13 de março de 2012

São Francisco de Assis e a Opção pelos Pobres. (3ª Parte)

Francisco fez opção pelos pobres?


A práxis de Francisco

Depois de termos visto, de maneira sucinta, o conceito que Francisco tinha de pobre, cabe a pergunta: Francisco fez opção pelos pobres? Para obtermos a resposta, requer-se uma análise do que Francisco instituiu com relação ao pobre. É numa práxis instituída que se pode verificar uma verdadeira opção.

Antes, porém, de prosseguirmos, impõe-se um brevíssimo excursus sobre o termo “instituição” que para muitos autores modernos tem significado negativo. Eles estabelecem dicotomia e oposição entre carisma e instituição, atribuindo-as ao próprio Francisco. A nosso entender, não há carisma, a não ser instituído. Carisma não instituído é pura abstração. O carisma só existe em opções concretamente instituídas. Por exemplo, ao ouvir o evangelho do envio na Porciúncula, Francisco diz: “É isto que eu quero, é isto que eu procuro, é isto que eu desejo fazer do íntimo do coração”
. E o texto continua: “Por conseguinte, apressa-se o santo pai, transbordando de alegria, em cumprir o salutar conselho e não suporta demora alguma, mas começa devotamente a colocar em prática o que ouviu”.

Neste episódio, constata-se um texto evangélico inspirador, há uma opção instituída por viver esse texto (propósito), inicia-se uma práxis imediata.

Igualmente, ao receber Bernardo e Pedro Cattani, segundo a narração do Anônimo Perusino, após escolherem os textos evangélicos, Francisco diz: “Esta será a nossa regra”. Em seguida acrescenta: “Ide e, da maneira como ouvistes, realizai o conselho do Senhor”
.

O processo é idêntico: textos evangélicos inspiradores, opção instituída de viver de acordo com os textos (esta será nossa regra), a prática imediata.

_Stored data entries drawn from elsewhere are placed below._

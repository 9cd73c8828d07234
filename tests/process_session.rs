mod common;
use crate::common::{TestResult, init_tracing, sh, with_timeout, write_script};

use std::time::{Duration, Instant};

use compatrun::exec::{CommandBuilder, SessionState};

#[tokio::test]
async fn version_output_is_captured_with_exit_code_zero() -> TestResult {
    init_tracing();
    let dir = tempfile::tempdir()?;
    let bin = write_script(
        dir.path(),
        "fakectl",
        r#"if [ "$1" = "version" ]; then echo "0.42.1"; fi"#,
    );

    let session = CommandBuilder::new(bin.to_string_lossy())
        .with_arg("version")
        .run();

    assert_eq!(with_timeout(session.exit_code()).await, Some(0));
    assert_eq!(session.stdout(), b"0.42.1\n");
    assert!(session.stdout_lossy().contains("0.42.1"));
    assert!(session.stderr().is_empty());
    Ok(())
}

#[tokio::test]
async fn nonexistent_binary_is_launch_failed_immediately() -> TestResult {
    init_tracing();
    let session = CommandBuilder::new("/nonexistent/compatrun-missing-binary").run();

    // No waiting needed: a failed spawn is terminal from the start.
    assert!(session.is_terminal());
    match session.state() {
        SessionState::LaunchFailed { reason } => {
            assert!(!reason.is_empty());
            assert!(reason.contains("compatrun-missing-binary"), "{reason}");
        }
        other => panic!("expected LaunchFailed, got {other:?}"),
    }
    assert_eq!(with_timeout(session.exit_code()).await, None);
    assert!(session.stdout().is_empty());
    assert!(session.stderr().is_empty());
    Ok(())
}

#[tokio::test]
async fn non_zero_exit_code_and_stderr_are_reported() -> TestResult {
    init_tracing();
    let session = CommandBuilder::new("sh")
        .with_args(sh("echo out; echo oops >&2; exit 3"))
        .run();

    let state = with_timeout(session.wait()).await;
    assert_eq!(state, SessionState::Completed { exit_code: 3 });
    assert!(!state.is_success());
    assert_eq!(session.stdout_lossy(), "out\n");
    assert_eq!(session.stderr_lossy(), "oops\n");
    Ok(())
}

#[tokio::test]
async fn session_is_running_until_the_process_exits() -> TestResult {
    init_tracing();
    let session = CommandBuilder::new("sh").with_args(sh("sleep 1")).run();

    assert_eq!(session.state(), SessionState::Running);
    assert!(!session.is_terminal());

    let state = with_timeout(session.wait()).await;
    assert_eq!(state, SessionState::Completed { exit_code: 0 });
    assert!(session.is_terminal());
    Ok(())
}

#[tokio::test]
async fn timeout_kills_process_and_keeps_partial_output() -> TestResult {
    init_tracing();
    let timeout = Duration::from_millis(300);
    let started = Instant::now();
    let session = CommandBuilder::new("sh")
        .with_args(sh("echo partial; sleep 5; echo never"))
        .with_timeout(timeout)
        .run();

    let state = with_timeout(session.wait()).await;
    let elapsed = started.elapsed();

    assert_eq!(state, SessionState::TimedOut { after: timeout });
    assert!(elapsed >= timeout, "finished too early: {elapsed:?}");
    assert!(elapsed < Duration::from_secs(3), "took {elapsed:?}");
    assert_eq!(session.exit_code().await, None);
    assert_eq!(session.stdout_lossy(), "partial\n");
    Ok(())
}

#[tokio::test]
async fn timeout_also_kills_background_descendants() -> TestResult {
    init_tracing();
    // The backgrounded sleeps inherit stdout. If they survived the kill
    // the capture would stay open until the drain grace ran out.
    let timeout = Duration::from_millis(200);
    let started = Instant::now();
    let session = CommandBuilder::new("sh")
        .with_args(sh("sleep 30 & sleep 30 & wait"))
        .with_timeout(timeout)
        .run();

    let state = with_timeout(session.wait()).await;
    let elapsed = started.elapsed();

    assert_eq!(state, SessionState::TimedOut { after: timeout });
    assert!(
        elapsed < timeout + Duration::from_millis(1500),
        "descendants kept the session alive for {elapsed:?}"
    );
    Ok(())
}

#[tokio::test]
async fn process_finishing_before_timeout_completes_normally() -> TestResult {
    init_tracing();
    let session = CommandBuilder::new("sh")
        .with_args(sh("echo quick"))
        .with_timeout(Duration::from_secs(5))
        .run();

    assert_eq!(
        with_timeout(session.wait()).await,
        SessionState::Completed { exit_code: 0 }
    );
    assert_eq!(session.stdout_lossy(), "quick\n");
    Ok(())
}

#[tokio::test]
async fn env_overrides_merge_with_inherited_environment() -> TestResult {
    init_tracing();
    let session = CommandBuilder::new("sh")
        .with_args(sh(r#"test -n "$PATH" && printf '%s' "$COMPATRUN_TEST_VALUE""#))
        .with_env("COMPATRUN_TEST_VALUE", "first")
        .with_env("COMPATRUN_TEST_VALUE", "second")
        .run();

    assert_eq!(with_timeout(session.exit_code()).await, Some(0));
    assert_eq!(session.stdout_lossy(), "second");
    Ok(())
}

#[tokio::test]
async fn current_dir_is_applied() -> TestResult {
    init_tracing();
    let dir = tempfile::tempdir()?;
    std::fs::write(dir.path().join("marker.txt"), "here")?;

    let session = CommandBuilder::new("cat")
        .with_arg("marker.txt")
        .with_current_dir(dir.path())
        .run();

    assert_eq!(with_timeout(session.exit_code()).await, Some(0));
    assert_eq!(session.stdout_lossy(), "here");
    Ok(())
}

#[tokio::test]
async fn large_output_is_fully_captured_before_completion() -> TestResult {
    init_tracing();
    let session = CommandBuilder::new("sh")
        .with_args(sh(
            "i=0; while [ $i -lt 2000 ]; do echo line$i; i=$((i+1)); done",
        ))
        .run();

    with_timeout(session.wait()).await;
    let out = session.stdout_lossy();
    assert_eq!(out.lines().count(), 2000);
    assert_eq!(out.lines().last(), Some("line1999"));
    Ok(())
}

#[tokio::test]
async fn terminal_reads_are_idempotent() -> TestResult {
    init_tracing();
    let session = CommandBuilder::new("sh")
        .with_args(sh("echo same; exit 2"))
        .run();

    let first = with_timeout(session.report()).await;
    let second = with_timeout(session.report()).await;

    assert_eq!(first.state, second.state);
    assert_eq!(first.stdout, second.stdout);
    assert_eq!(first.stderr, second.stderr);
    assert_eq!(session.exit_code().await, Some(2));
    assert_eq!(session.exit_code().await, Some(2));
    Ok(())
}

#[tokio::test]
async fn clones_observe_the_same_process() -> TestResult {
    init_tracing();
    let session = CommandBuilder::new("sh")
        .with_args(sh("sleep 0.2; echo shared"))
        .run();
    let other = session.clone();

    let (a, b) = with_timeout(async { tokio::join!(session.wait(), other.wait()) }).await;
    assert_eq!(a, b);
    assert_eq!(other.stdout_lossy(), "shared\n");
    Ok(())
}

#[tokio::test]
async fn builder_changes_after_launch_do_not_reach_the_session() -> TestResult {
    init_tracing();
    let builder = CommandBuilder::new("sh").with_args(sh("exit 0"));
    let session = builder.run();

    let builder = builder
        .with_arg("extra")
        .with_env("LATE", "1")
        .with_timeout(Duration::from_millis(1));

    assert_eq!(session.spec().args, vec!["-c", "exit 0"]);
    assert!(session.spec().env.is_empty());
    assert_eq!(session.spec().timeout, None);
    assert_eq!(builder.spec().args.len(), 3);

    assert_eq!(with_timeout(session.exit_code()).await, Some(0));
    Ok(())
}

#[tokio::test]
async fn huge_timeout_behaves_like_no_timeout() -> TestResult {
    init_tracing();
    let session = CommandBuilder::new("sh")
        .with_args(sh("echo fine"))
        .with_timeout(Duration::MAX)
        .run();

    assert_eq!(
        with_timeout(session.wait()).await,
        SessionState::Completed { exit_code: 0 }
    );
    assert_eq!(session.stdout_lossy(), "fine\n");
    Ok(())
}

Pode-se contra-argumentar, dizendo que nos exemplos dados o texto evangélico é o carisma. Insistimos na afirmação de que o texto evangélico só se torna carisma quando assumido como opção, instituído como propósito de vida e levado à prática. Caso contrário, o texto não chega a ser inspirador, não move a vontade a uma opção, permanece, portanto, mera abstração, letra morta.

Após este brevíssimo excursus, retornemos à pergunta: Francisco fez opção pelos pobres? Quais foram suas opções instituídas que traduzem em concreto sua opção pelos pobres?

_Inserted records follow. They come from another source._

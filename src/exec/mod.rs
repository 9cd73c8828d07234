// src/exec/mod.rs

//! Process execution layer.
//!
//! This module launches external binaries with `tokio::process::Command`,
//! captures their output and enforces timeouts.
//!
//! - [`spec`] holds the immutable `CommandSpec` value.
//! - [`builder`] is the fluent `CommandBuilder` that launches a spec.
//! - [`session`] is the `ProcessSession` handle returned by a launch.
//! - [`capture`] streams stdout/stderr into shared buffers.
//! - [`watcher`] races process exit against the timeout.
//! - [`launcher`] provides the `Launcher` trait the orchestrator uses, with
//!   `RealLauncher` for production and room for recording fakes in tests.

pub mod builder;
pub mod capture;
pub mod launcher;
pub mod session;
pub mod spec;
pub mod watcher;

pub use builder::CommandBuilder;
pub use launcher::{Launcher, RealLauncher};
pub use session::{ProcessSession, SessionReport, SessionState};
pub use spec::CommandSpec;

Embora a ruptura com Pedro Bernardone e com a cidade de Assis (centro de poder e de decisões) tenha significado uma mudança de lugar social (Francisco já não pensa a partir do centro, mas da periferia), a nosso ver, não constitui ainda uma clara opção pelos pobres. De fato, ele se coloca também a serviço dos leprosos, mas não consta que tenha sido um serviço permanente. O beijo ao leproso (se realmente houve), que teria acontecido antes mesmo da ruptura com o pai, não significa ainda uma opção pelos leprosos. Embora os leprosos fossem os excluídos (banidos) da sociedade, no entanto, muitos cristãos em busca de santidade lhes prestavam serviços. Na vida de muitos santos, quando eles se propõem um caminho de santidade, a primeira atitude concreta é voltar-se para os pobres. Talvez dentro deste clichê hagiográfico, também Francisco se tenha voltado para os leprosos.

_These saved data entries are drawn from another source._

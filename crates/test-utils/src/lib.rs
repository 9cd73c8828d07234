pub mod builders;
pub mod recording_launcher;

use std::fs;
use std::os::unix::fs::PermissionsExt;
use std::path::{Path, PathBuf};
use std::sync::Once;

use tracing_subscriber::{fmt, EnvFilter};

pub use recording_launcher::RecordingLauncher;

static INIT: Once = Once::new();

/// Initialise tracing for tests.
///
/// - Uses `with_test_writer()`, so logs are captured per-test.
/// - The Rust test harness only prints captured output for **failing** tests
///   (unless you run with `-- --nocapture`).
///
/// Enable levels with e.g.:
/// `RUST_LOG=debug cargo test`
pub fn init_tracing() {
    INIT.call_once(|| {
        let filter =
            EnvFilter::try_from_default_env().unwrap_or_else(|_| EnvFilter::new("info"));

        fmt()
            .with_env_filter(filter)
            .with_test_writer() // print only for failing tests unless --nocapture
            .with_target(true)
            .init();
    });
}

/// Run a future with a 10-second timeout.
pub async fn with_timeout<F, T>(f: F) -> T
where
    F: std::future::Future<Output = T>,
{
    tokio::time::timeout(std::time::Duration::from_secs(10), f)
        .await
        .expect("Test timed out after 10 seconds")
}

/// Write an executable `sh` script named `name` into `dir`.
pub fn write_script(dir: &Path, name: &str, body: &str) -> PathBuf {
    let path = dir.join(name);
    fs::write(&path, format!("#!/bin/sh\n{body}\n")).expect("write script");
    let mut perms = fs::metadata(&path).expect("script metadata").permissions();
    perms.set_mode(0o755);
    fs::set_permissions(&path, perms).expect("chmod script");
    path
}

/// A fake release download script.
///
/// It writes a fake previous binary named `binary_name` into
/// `$DOWNLOAD_DIR` that prints `version` for `version` and appends every
/// invocation to `log`.
pub fn write_fake_release_script(
    dir: &Path,
    binary_name: &str,
    version: &str,
    log: &Path,
) -> PathBuf {
    let body = format!(
        r#"set -e
test -n "$DOWNLOAD_DIR"
test -n "$GO_BACK_VERSIONS"
echo "download go_back=$GO_BACK_VERSIONS" >> '{log}'
cat > "$DOWNLOAD_DIR/{binary_name}" <<'EOF'
#!/bin/sh
echo "previous $*" >> '{log}'
if [ "$1" = "version" ]; then
  echo "{version}"
fi
EOF
chmod +x "$DOWNLOAD_DIR/{binary_name}""#,
        log = log.display(),
    );
    write_script(dir, "download-previous-release.sh", &body)
}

Após a ruptura com o pai, Francisco dedica-se alternadamente a várias experiências: leva uma vida eremítica (que parece ser a experiência de fundo), priorizando a solidão, os lugares propícios para a meditação, tais como grutas, bosques e regiões inóspitas; presta periodicamente serviço aos leprosos; empenha-se na reconstrução de pequenas capelas abandonadas.

A vida eremítica vai ceder definitivamente seu espaço a uma vida marcadamente itinerante, opção feita na Porciúncula por ocasião da escuta do evangelho do envio, mesmo se de vez em quando Francisco sinta saudades da solidão e procure tempos fortes de contemplação longe do rebuliço das multidões. A reconstrução de capelas foi algo transitório na práxis de Francisco. O serviço aos leprosos continua sendo uma prática da fraternidade primitiva, mesmo sem constituir uma opção
instituída da Ordem. Que este serviço era uma prática pode-se deduzir do texto da Regra não Bulada, quando Francisco alude à permissão de pedir esmola para os leprosos. Já o fato de ter omitido esta permissão na Regra Bulada mostra que não o serviço aos leprosos não era uma opção instituída.

Mesmo não sendo uma opção instituída, a prática do serviço aos leprosos será sempre uma constante na fraternidade primitiva. Em sua itinerância, os irmãos pregadores anunciavam o evangelho ao povo, os não pregadores buscavam outros trabalhos e serviços, entre os quais o dos leprosos. Esta mobilidade do início causará em Francisco, no fim de sua vida, um sentimento de nostalgia, inclusive queria voltar a servir os leprosos.

Há um texto tardio que poderia sugerir o serviço aos leprosos como uma opção instituída: “... nos primórdios da religião, depois que começaram a multiplicar-se os irmãos, quis que os irmãos permanecessem nos hospitais dos leprosos para servi-los; porque, naquele tempo em que chegavam à religião nobres e plebeus, entre outras coisas que lhes eram anunciadas, se lhes dizia que era necessário servir os leprosos e permanecer nas casas deles”. Ainda outro texto poderia causar a mesma interpretação: “E devem alegrar-se, quando conviverem entre pessoas insignificantes e desprezadas, entre os pobres, fracos, enfermos, leprosos e os que mendigam pela rua”.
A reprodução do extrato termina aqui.